<<<<

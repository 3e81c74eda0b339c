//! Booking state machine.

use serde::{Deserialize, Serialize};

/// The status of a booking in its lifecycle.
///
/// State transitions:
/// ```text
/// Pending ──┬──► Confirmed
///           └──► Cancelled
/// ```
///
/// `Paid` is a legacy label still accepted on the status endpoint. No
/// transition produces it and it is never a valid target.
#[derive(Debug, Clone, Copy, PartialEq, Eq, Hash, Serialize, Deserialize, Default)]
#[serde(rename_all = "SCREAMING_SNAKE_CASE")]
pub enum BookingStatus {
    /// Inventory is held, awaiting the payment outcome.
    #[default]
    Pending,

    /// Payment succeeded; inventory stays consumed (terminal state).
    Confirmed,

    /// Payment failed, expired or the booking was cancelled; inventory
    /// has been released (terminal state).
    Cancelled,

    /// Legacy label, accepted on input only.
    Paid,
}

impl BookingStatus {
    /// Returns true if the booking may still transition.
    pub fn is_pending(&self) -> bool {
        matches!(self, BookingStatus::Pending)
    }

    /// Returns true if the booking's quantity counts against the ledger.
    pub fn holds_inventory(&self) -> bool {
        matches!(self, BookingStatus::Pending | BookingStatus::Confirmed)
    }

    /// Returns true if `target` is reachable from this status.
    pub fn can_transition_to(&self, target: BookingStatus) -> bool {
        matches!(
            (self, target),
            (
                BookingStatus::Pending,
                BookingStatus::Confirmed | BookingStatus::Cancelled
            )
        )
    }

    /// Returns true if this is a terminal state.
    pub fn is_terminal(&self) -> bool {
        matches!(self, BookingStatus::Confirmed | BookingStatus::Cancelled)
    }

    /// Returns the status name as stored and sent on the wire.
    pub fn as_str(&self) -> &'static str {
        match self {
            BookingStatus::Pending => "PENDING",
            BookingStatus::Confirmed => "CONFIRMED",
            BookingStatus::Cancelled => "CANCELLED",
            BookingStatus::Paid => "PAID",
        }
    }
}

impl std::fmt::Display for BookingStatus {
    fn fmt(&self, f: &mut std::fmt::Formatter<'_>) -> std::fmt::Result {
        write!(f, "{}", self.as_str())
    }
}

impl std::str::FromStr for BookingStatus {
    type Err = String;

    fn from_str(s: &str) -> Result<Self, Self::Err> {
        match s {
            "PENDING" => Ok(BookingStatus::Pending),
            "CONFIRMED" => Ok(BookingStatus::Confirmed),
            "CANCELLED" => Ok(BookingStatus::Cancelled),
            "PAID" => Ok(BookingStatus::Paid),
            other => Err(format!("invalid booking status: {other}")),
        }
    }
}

>>>>

# TRY IT:
All of the records above are to be repeated exactly.

# SOLUTION TO THIS TASK:
repository 3e81c74eda0b339c
//! Booking state machine.

use serde::{Deserialize, Serialize};

/// The status of a booking in its lifecycle.
///
/// State transitions:
/// ```text
/// Pending ──┬──► Confirmed
///           └──► Cancelled
/// ```
///
/// `Paid` is a legacy label still accepted on the status endpoint. No
/// transition produces it and it is never a valid target.
#[derive(Debug, Clone, Copy, PartialEq, Eq, Hash, Serialize, Deserialize, Default)]
#[serde(rename_all = "SCREAMING_SNAKE_CASE")]
pub enum BookingStatus {
    /// Inventory is held, awaiting the payment outcome.
    #[default]
    Pending,

    /// Payment succeeded; inventory stays consumed (terminal state).
    Confirmed,

    /// Payment failed, expired or the booking was cancelled; inventory
    /// has been released (terminal state).
    Cancelled,

    /// Legacy label, accepted on input only.
    Paid,
}

impl BookingStatus {
    /// Returns true if the booking may still transition.
    pub fn is_pending(&self) -> bool {
        matches!(self, BookingStatus::Pending)
    }

    /// Returns true if the booking's quantity counts against the ledger.
    pub fn holds_inventory(&self) -> bool {
        matches!(self, BookingStatus::Pending | BookingStatus::Confirmed)
    }

    /// Returns true if `target` is reachable from this status.
    pub fn can_transition_to(&self, target: BookingStatus) -> bool {
        matches!(
            (self, target),
            (
                BookingStatus::Pending,
                BookingStatus::Confirmed | BookingStatus::Cancelled
            )
        )
    }

    /// Returns true if this is a terminal state.
    pub fn is_terminal(&self) -> bool {
        matches!(self, BookingStatus::Confirmed | BookingStatus::Cancelled)
    }

    /// Returns the status name as stored and sent on the wire.
    pub fn as_str(&self) -> &'static str {
        match self {
            BookingStatus::Pending => "PENDING",
            BookingStatus::Confirmed => "CONFIRMED",
            BookingStatus::Cancelled => "CANCELLED",
            BookingStatus::Paid => "PAID",
        }
    }
}

impl std::fmt::Display for BookingStatus {
    fn fmt(&self, f: &mut std::fmt::Formatter<'_>) -> std::fmt::Result {
        write!(f, "{}", self.as_str())
    }
}

impl std::str::FromStr for BookingStatus {
    type Err = String;

    fn from_str(s: &str) -> Result<Self, Self::Err> {
        match s {
            "PENDING" => Ok(BookingStatus::Pending),
            "CONFIRMED" => Ok(BookingStatus::Confirmed),
            "CANCELLED" => Ok(BookingStatus::Cancelled),
            "PAID" => Ok(BookingStatus::Paid),
            other => Err(format!("invalid booking status: {other}")),
        }
    }
}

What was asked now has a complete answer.